村上春樹、 柴田元幸「翻訳夜話」



この本を読むと、無性に翻訳したくなります。

村上春樹氏は小説を書くだけでなく、トルーマン・カポーティ、レイモンド・チャンドラー、スコット・フィッツジェラルド、レイモンド・カーヴァーなど多くの翻訳を手がけています。それはなぜか。

P110「なぜ翻訳をやりたいかというと、それは自分の体がそういう作業を自然に求めているからです。なぜ求めるんだというと、それは正確に答えるのが難しい問題になってくるんだけどたぶん、僕は文章というものがすごく好きだから、優れた文章に浸かりたいんだということになると思います。」

「翻訳というのは言い換えれば、「もっとも効率の悪い読書」のことです。でも実際に自分の手を動かしてテキストを置き換えていくことによって、自分の中に染み込んでいくことはすごくあると思うんです。」

これは良く分かります。遥かにレベルは低いですが、同じ経験をしたことがあります。

仕事でリサーチペーパーを和訳していると、その人の論理の運び方、伝えるときのスタンスなどが自分に浸透し、自分でオリジナルを書く時に影響が出ます。

ブログでZenhabitsを和訳した後は、自分のオリジナル記事もZenhabits風の記事になりました。

咀嚼せずダイレクトに影響を受けてしまうのが、私の修行不足です。尊敬する作家を翻訳して自分に染み込ませつつ、自分自身のスタイルを作り上げる村上氏は、やはり超一流の文章のプロです。

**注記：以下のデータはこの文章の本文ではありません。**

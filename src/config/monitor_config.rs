//! Monitor configuration — calibration, sampling, and output as TOML values
//!
//! Every section implements `Default` with values matching the original
//! deployment constants, so a missing config file changes nothing.

use serde::{Deserialize, Serialize};
use std::path::{Path, PathBuf};
use tracing::{info, warn};

// ============================================================================
// Top-Level Config
// ============================================================================

/// Root configuration for one monitoring deployment.
///
/// Load with [`MonitorConfig::load()`], which searches:
/// 1. `$CLAMPMON_CONFIG` env var
/// 2. `./clampmon.toml`
/// 3. Built-in defaults
#[derive(Debug, Clone, Default, Serialize, Deserialize)]
pub struct MonitorConfig {
    /// Device / machine identification
    #[serde(default)]
    pub identity: IdentityConfig,

    /// Electrical calibration constants
    #[serde(default)]
    pub electrical: ElectricalConfig,

    /// Sampling cadence and windowing
    #[serde(default)]
    pub sampling: SamplingConfig,

    /// Machine state classification thresholds
    #[serde(default)]
    pub thresholds: ThresholdConfig,

    /// CSV output and run limits
    #[serde(default)]
    pub output: OutputConfig,
}

/// Identity metadata stamped on every record.
#[derive(Debug, Clone, Serialize, Deserialize)]
#[serde(default)]
pub struct IdentityConfig {
    pub device_id: String,
    pub machine_id: String,
}

impl Default for IdentityConfig {
    fn default() -> Self {
        Self {
            device_id: "pi-001".to_string(),
            machine_id: "machine-A".to_string(),
        }
    }
}

/// Calibration constants for the clamp + amplifier chain.
#[derive(Debug, Clone, Serialize, Deserialize)]
#[serde(default)]
pub struct ElectricalConfig {
    /// Amplifier gain in the voltage divider chain
    pub amplifier_gain: f64,
    /// Current clamp rating (A)
    pub ct_range_amps: f64,
    /// Assumed line voltage (V); replace with measured if available
    pub line_voltage: f64,
    /// 3 for balanced three-phase extrapolation, 1 for single-phase
    pub phases: u32,
}

impl Default for ElectricalConfig {
    fn default() -> Self {
        Self {
            amplifier_gain: 100.0,
            ct_range_amps: 50.0,
            line_voltage: 230.0,
            phases: 3,
        }
    }
}

/// Sampling cadence within and between averaging windows.
#[derive(Debug, Clone, Serialize, Deserialize)]
#[serde(default)]
pub struct SamplingConfig {
    /// Individual sample rate during one averaging window (Hz)
    pub sample_rate_hz: f64,
    /// Samples averaged to produce one record
    pub window_size: usize,
    /// Optional pause after logging each window (seconds, 0 = none)
    pub pause_between_windows_s: f64,
}

impl Default for SamplingConfig {
    fn default() -> Self {
        Self {
            sample_rate_hz: 50.0,
            window_size: 20,
            pause_between_windows_s: 0.0,
        }
    }
}

/// RMS current thresholds for machine state classification.
#[derive(Debug, Clone, Serialize, Deserialize)]
#[serde(default)]
pub struct ThresholdConfig {
    /// Below this the machine is idle (A RMS)
    pub idle_amps: f64,
    /// Above this the machine is faulted (A RMS)
    pub fault_amps: f64,
}

impl Default for ThresholdConfig {
    fn default() -> Self {
        Self {
            idle_amps: 0.5,
            fault_amps: 100.0,
        }
    }
}

/// CSV store location, flush cadence, and run limits.
#[derive(Debug, Clone, Serialize, Deserialize)]
#[serde(default)]
pub struct OutputConfig {
    /// Append-only CSV store path
    pub csv_path: PathBuf,
    /// Flush buffered records every N writes
    pub flush_interval: usize,
    /// Stop after N records; 0 = run indefinitely
    pub max_records: u64,
}

impl Default for OutputConfig {
    fn default() -> Self {
        Self {
            csv_path: PathBuf::from("readings.csv"),
            flush_interval: 10,
            max_records: 0,
        }
    }
}

// ============================================================================
// Loading
// ============================================================================

impl MonitorConfig {
    /// Load configuration using the standard search order:
    /// 1. `$CLAMPMON_CONFIG` environment variable
    /// 2. `./clampmon.toml` in the current working directory
    /// 3. Built-in defaults
    ///
    /// A missing file falls through with a warning; a file that parses but
    /// violates a calibration invariant is a fatal configuration fault.
    pub fn load() -> Result<Self, ConfigError> {
        if let Ok(path) = std::env::var("CLAMPMON_CONFIG") {
            let p = PathBuf::from(&path);
            if p.exists() {
                let config = Self::load_from_file(&p)?;
                info!(path = %p.display(), device = %config.identity.device_id, "Loaded config from CLAMPMON_CONFIG");
                return Ok(config);
            }
            warn!(path = %path, "CLAMPMON_CONFIG points to non-existent file, falling back");
        }

        let local = PathBuf::from("clampmon.toml");
        if local.exists() {
            let config = Self::load_from_file(&local)?;
            info!(device = %config.identity.device_id, "Loaded config from ./clampmon.toml");
            return Ok(config);
        }

        info!("No clampmon.toml found — using built-in defaults");
        Ok(Self::default())
    }

    /// Load from a specific TOML file path and validate.
    pub fn load_from_file(path: &Path) -> Result<Self, ConfigError> {
        let contents = std::fs::read_to_string(path)
            .map_err(|e| ConfigError::Io(path.to_path_buf(), e))?;

        // Two-pass: warn about unknown keys first, then deserialize.
        for w in super::validation::validate_unknown_keys(&contents) {
            warn!("{}", w);
        }

        let config: Self =
            toml::from_str(&contents).map_err(|e| ConfigError::Parse(path.to_path_buf(), e))?;
        config.validate()?;
        Ok(config)
    }

    /// Validate calibration invariants. Violations are fatal before any
    /// sampling begins.
    pub fn validate(&self) -> Result<(), ConfigError> {
        let errors = super::validation::validate_ranges(self);
        if errors.is_empty() {
            Ok(())
        } else {
            Err(ConfigError::Validation(errors))
        }
    }
}

// ============================================================================
// Error Type
// ============================================================================

#[derive(Debug)]
pub enum ConfigError {
    Io(PathBuf, std::io::Error),
    Parse(PathBuf, toml::de::Error),
    Validation(Vec<String>),
}

impl std::fmt::Display for ConfigError {
    fn fmt(&self, f: &mut std::fmt::Formatter<'_>) -> std::fmt::Result {
        match self {
            ConfigError::Io(path, e) => write!(f, "Config I/O error ({}): {}", path.display(), e),
            ConfigError::Parse(path, e) => {
                write!(f, "Config parse error ({}): {}", path.display(), e)
            }
            ConfigError::Validation(errors) => {
                writeln!(f, "Config validation failed:")?;
                for e in errors {
                    writeln!(f, "  - {}", e)?;
                }
                Ok(())
            }
        }
    }
}

impl std::error::Error for ConfigError {}

// ============================================================================
// Tests
// ============================================================================

#[cfg(test)]
mod tests {
    use super::*;

    #[test]
    fn defaults_match_original_deployment_constants() {
        let c = MonitorConfig::default();
        assert_eq!(c.electrical.amplifier_gain, 100.0);
        assert_eq!(c.electrical.ct_range_amps, 50.0);
        assert_eq!(c.electrical.line_voltage, 230.0);
        assert_eq!(c.electrical.phases, 3);
        assert_eq!(c.sampling.sample_rate_hz, 50.0);
        assert_eq!(c.sampling.window_size, 20);
        assert_eq!(c.thresholds.idle_amps, 0.5);
        assert_eq!(c.thresholds.fault_amps, 100.0);
        assert_eq!(c.output.flush_interval, 10);
        assert_eq!(c.output.max_records, 0);
    }

    #[test]
    fn defaults_pass_validation() {
        assert!(MonitorConfig::default().validate().is_ok());
    }

    #[test]
    fn partial_toml_fills_in_defaults() {
        let c: MonitorConfig = toml::from_str(
            r#"
            [identity]
            device_id = "pi-042"
            machine_id = "press-7"

            [thresholds]
            idle_amps = 1.0
            fault_amps = 40.0
            "#,
        )
        .unwrap();
        assert_eq!(c.identity.device_id, "pi-042");
        assert_eq!(c.thresholds.fault_amps, 40.0);
        // Untouched sections keep their defaults
        assert_eq!(c.electrical.amplifier_gain, 100.0);
        assert_eq!(c.sampling.window_size, 20);
    }
}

村上氏は自らの文章論を語ることはほとんどありませんが、本書では翻訳文章論という形で村上氏の文章論を知ることができ、非常に貴重です。一部紹介します。

P45「僕は若い頃ずっとジャズの仕事をしていたんで、ロックも好きだけど、要するにビー度が身体にしみついているんですよね。だからビートがない文章って上手く読めないんです。それともう一つはうねりですね。(後略)」

「それは目で見るリズムなんです。目で追ってるリズム。言葉でしゃべっているときのリズムとスピードと、目で見るときのスピードとは違うんです。だから、目でリズムを掴まないと、口に出してたら、いつまでたっても文章のリズムって身につかないような気がする。」

村上氏の文章が読んでて心地よい秘密は、文章が持つ音楽的要素だと知りました。ジャズバーを経営していた経験が作家としてのスタイルに影響を与えていたとは。

本書では、2本の短編の村上訳と柴田(翻訳家で、村上氏に翻訳のアドバイスをされている方)訳を読み比べることができます。一つはレイモンド・カーヴァーの”Collectorts”。風変わりな掃除機のセールスマンの話です。

もう一つはポール・オースターの”Auggie Wren’s Christmas Story”。12年間、毎日同じ時刻に自分の店の前で全く同じアングルの写真を撮り続け、4000枚のアルバムを作った男のクリスマスの話です。

最後に、本書の中の好きな言葉を紹介します。「翻訳」の部分を今あなたが取り組んでいる事、仕事や育児や趣味など、に置き換えてみると発見があると思います。

P91「それはとにかく、いくつも、いくつも、いくつも、いくつも翻訳をやるしかないと思うんです。その中で自然に出てきます。それしかないです。頭で自分のスタイルを作らなくちゃと思って考えても、それは無理です。積み重ねの中で出てくるものだから。とにかくもう何でもいいから、寝食を忘れて一生懸命いろんなものを翻訳して、何度も何度も読み直して、何度も何度も書き直して、人に読んでもらってまた書き直すということを続けていれば、スタイルというのは自然に出てきます。」

このほかにも、東大教養学部や翻訳学校の生徒、若手翻訳家との質疑応答セッションでは、翻訳にまつわるテクニカルでマニアックな話や、小説と翻訳での収入の違い等を村上氏がリラックスして話していて面白いです。

なんらかの形で和訳や翻訳に関わる人は一読の価値があります。